(Extracted records)

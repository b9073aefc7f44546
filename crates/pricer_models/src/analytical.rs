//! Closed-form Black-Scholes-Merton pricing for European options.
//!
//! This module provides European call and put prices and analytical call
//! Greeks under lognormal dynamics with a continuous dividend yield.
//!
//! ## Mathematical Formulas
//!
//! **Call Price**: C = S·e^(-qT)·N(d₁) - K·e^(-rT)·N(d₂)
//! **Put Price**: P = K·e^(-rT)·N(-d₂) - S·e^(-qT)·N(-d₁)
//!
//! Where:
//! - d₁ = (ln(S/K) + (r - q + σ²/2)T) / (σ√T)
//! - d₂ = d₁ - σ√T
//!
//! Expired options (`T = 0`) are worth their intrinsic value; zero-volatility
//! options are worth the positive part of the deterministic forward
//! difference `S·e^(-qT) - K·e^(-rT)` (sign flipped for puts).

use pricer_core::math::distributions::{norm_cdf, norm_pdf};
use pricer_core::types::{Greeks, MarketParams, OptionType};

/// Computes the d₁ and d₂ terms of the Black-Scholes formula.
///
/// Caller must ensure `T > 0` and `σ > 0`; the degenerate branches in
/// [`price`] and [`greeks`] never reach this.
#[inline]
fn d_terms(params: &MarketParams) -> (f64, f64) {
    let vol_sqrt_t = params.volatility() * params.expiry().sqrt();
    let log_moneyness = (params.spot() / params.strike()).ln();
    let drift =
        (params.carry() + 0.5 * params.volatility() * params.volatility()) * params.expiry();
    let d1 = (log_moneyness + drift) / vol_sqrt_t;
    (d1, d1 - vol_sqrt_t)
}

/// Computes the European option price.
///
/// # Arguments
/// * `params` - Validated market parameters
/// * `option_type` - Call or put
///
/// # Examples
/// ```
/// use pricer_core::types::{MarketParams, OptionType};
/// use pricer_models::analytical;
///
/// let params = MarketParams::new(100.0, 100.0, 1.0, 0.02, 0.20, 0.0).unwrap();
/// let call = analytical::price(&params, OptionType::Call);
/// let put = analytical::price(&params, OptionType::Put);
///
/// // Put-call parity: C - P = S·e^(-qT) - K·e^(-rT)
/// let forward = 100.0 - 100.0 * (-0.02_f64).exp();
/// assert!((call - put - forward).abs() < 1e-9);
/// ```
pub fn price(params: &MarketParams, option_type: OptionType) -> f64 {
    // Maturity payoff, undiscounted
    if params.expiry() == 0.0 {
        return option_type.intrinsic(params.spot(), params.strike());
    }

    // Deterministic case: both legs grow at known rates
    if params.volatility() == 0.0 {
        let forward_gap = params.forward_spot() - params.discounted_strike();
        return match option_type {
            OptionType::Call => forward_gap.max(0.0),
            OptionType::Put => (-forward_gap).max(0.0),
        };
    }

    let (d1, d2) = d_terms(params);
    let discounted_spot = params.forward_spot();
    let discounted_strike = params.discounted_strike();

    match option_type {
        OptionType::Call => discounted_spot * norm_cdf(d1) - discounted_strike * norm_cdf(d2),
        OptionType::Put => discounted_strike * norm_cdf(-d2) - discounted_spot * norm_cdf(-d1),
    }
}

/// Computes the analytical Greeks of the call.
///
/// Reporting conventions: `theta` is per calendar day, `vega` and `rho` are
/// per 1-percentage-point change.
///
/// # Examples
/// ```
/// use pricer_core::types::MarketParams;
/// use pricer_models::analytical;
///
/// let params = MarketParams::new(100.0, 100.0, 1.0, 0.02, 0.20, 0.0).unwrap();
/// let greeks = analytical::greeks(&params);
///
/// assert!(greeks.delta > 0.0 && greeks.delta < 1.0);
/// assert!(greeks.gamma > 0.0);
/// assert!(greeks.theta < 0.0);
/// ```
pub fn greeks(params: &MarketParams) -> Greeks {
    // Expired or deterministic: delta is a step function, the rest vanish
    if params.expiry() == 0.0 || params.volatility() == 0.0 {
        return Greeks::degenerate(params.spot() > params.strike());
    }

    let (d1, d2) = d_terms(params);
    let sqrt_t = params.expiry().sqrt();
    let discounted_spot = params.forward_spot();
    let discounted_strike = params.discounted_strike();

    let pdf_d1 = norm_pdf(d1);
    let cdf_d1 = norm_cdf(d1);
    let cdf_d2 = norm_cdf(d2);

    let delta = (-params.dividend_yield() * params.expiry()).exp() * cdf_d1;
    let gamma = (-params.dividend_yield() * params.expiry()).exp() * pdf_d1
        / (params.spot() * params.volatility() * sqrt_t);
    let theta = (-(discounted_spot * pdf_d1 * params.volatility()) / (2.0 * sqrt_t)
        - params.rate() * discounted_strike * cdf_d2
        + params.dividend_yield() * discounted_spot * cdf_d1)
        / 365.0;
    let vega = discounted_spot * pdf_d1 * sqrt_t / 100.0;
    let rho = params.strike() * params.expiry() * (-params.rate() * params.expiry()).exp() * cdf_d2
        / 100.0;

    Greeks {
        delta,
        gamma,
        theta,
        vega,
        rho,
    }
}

(End Extracted records)
(Extracted records)

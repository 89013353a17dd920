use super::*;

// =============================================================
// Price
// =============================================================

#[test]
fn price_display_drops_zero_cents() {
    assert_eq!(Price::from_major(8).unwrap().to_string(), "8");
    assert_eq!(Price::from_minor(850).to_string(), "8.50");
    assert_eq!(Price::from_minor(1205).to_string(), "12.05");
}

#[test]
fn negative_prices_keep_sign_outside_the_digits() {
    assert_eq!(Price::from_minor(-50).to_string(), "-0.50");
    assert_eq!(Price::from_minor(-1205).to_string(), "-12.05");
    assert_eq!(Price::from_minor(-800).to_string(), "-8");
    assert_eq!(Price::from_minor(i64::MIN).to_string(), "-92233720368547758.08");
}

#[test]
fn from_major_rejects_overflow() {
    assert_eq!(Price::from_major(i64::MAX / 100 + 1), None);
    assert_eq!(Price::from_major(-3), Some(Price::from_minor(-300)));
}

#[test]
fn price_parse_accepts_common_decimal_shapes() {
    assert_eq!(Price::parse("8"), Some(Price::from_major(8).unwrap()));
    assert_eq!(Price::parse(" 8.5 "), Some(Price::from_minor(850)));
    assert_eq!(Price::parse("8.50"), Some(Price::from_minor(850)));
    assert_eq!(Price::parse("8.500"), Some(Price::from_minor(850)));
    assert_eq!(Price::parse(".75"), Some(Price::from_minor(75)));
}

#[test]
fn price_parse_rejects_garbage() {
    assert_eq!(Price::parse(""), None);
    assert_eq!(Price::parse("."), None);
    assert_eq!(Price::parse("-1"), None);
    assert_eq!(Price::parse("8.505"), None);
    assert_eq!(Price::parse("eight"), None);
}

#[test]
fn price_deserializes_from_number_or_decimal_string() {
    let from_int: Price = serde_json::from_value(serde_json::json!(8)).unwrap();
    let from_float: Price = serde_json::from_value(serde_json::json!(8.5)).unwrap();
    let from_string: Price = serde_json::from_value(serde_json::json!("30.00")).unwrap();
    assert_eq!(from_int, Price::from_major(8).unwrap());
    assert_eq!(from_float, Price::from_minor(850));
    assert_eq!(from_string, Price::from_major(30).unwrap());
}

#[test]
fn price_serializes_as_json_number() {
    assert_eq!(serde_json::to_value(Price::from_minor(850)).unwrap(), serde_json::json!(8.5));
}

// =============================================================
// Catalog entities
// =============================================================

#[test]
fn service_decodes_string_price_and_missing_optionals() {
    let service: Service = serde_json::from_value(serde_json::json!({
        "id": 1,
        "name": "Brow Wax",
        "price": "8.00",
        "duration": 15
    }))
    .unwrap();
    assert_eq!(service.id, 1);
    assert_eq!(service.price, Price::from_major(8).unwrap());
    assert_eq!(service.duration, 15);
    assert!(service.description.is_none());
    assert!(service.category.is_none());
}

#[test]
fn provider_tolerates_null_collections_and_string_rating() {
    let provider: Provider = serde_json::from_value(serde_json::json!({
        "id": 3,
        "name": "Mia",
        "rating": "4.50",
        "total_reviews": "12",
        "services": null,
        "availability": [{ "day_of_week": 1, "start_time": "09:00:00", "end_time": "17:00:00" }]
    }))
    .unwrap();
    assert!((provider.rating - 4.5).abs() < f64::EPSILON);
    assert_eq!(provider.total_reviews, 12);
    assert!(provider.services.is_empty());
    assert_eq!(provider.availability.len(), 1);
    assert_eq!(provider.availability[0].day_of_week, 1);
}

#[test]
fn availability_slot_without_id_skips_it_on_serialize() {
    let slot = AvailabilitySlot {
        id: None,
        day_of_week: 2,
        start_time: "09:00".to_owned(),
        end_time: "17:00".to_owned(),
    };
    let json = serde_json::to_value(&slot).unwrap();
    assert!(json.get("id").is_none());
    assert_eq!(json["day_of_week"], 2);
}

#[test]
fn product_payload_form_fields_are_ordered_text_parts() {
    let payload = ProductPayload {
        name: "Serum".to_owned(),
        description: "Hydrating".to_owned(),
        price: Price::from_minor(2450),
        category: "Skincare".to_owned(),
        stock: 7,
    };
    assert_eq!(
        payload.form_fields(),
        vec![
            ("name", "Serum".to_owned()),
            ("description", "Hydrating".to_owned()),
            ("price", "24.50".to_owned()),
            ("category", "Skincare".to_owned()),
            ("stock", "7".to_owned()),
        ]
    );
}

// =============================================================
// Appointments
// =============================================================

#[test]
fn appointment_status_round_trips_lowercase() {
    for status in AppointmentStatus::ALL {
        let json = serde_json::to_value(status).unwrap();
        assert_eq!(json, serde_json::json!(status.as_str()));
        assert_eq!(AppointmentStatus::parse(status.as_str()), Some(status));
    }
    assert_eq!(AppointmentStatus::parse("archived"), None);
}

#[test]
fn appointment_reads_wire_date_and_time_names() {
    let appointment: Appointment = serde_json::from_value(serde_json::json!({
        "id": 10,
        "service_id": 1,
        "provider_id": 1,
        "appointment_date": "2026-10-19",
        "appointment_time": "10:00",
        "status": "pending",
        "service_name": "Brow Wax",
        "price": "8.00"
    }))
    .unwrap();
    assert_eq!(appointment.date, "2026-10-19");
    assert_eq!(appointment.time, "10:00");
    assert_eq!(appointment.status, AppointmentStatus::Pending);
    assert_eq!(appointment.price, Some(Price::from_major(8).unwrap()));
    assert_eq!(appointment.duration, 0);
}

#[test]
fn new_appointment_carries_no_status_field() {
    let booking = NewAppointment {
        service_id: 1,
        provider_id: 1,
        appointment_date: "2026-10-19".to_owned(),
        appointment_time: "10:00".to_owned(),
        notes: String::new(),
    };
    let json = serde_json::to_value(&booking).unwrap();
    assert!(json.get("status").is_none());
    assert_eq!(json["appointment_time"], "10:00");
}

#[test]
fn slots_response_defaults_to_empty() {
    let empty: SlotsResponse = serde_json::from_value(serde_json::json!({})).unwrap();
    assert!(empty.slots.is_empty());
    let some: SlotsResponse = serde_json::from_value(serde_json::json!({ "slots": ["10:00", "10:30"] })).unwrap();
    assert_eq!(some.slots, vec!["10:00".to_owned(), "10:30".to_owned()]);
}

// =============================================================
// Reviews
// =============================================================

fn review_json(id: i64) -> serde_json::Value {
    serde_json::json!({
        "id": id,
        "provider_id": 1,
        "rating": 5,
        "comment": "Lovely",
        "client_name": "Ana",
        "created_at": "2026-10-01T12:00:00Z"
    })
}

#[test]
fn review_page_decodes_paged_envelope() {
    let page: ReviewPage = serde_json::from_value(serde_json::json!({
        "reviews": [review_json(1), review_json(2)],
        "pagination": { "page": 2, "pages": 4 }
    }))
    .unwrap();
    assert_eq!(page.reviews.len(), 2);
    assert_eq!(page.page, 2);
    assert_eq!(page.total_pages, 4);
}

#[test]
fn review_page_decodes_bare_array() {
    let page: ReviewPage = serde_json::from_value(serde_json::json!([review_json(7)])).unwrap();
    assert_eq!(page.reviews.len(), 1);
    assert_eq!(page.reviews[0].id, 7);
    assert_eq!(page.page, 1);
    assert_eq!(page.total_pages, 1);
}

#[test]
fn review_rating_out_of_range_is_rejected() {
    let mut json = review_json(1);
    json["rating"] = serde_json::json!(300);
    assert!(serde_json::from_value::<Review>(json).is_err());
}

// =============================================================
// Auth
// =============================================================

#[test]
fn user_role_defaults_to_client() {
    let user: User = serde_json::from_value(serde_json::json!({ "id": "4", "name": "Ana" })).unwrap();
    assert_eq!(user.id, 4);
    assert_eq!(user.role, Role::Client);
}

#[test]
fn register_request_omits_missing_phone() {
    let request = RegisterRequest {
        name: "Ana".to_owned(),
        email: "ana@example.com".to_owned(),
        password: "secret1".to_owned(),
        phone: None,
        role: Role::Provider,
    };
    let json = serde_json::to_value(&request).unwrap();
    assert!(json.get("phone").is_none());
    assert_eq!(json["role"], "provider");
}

(End Extracted records)

All that should be written out is the stretch of lines above between the one holding "d₂ = d₁ - σ√T" and the one holding "let log_moneyness = (params.spot()", inclusive, exactly as given.

### The completed task
//! - d₂ = d₁ - σ√T
//!
//! Expired options (`T = 0`) are worth their intrinsic value; zero-volatility
//! options are worth the positive part of the deterministic forward
//! difference `S·e^(-qT) - K·e^(-rT)` (sign flipped for puts).

use pricer_core::math::distributions::{norm_cdf, norm_pdf};
use pricer_core::types::{Greeks, MarketParams, OptionType};

/// Computes the d₁ and d₂ terms of the Black-Scholes formula.
///
/// Caller must ensure `T > 0` and `σ > 0`; the degenerate branches in
/// [`price`] and [`greeks`] never reach this.
#[inline]
fn d_terms(params: &MarketParams) -> (f64, f64) {
    let vol_sqrt_t = params.volatility() * params.expiry().sqrt();
    let log_moneyness = (params.spot() / params.strike()).ln();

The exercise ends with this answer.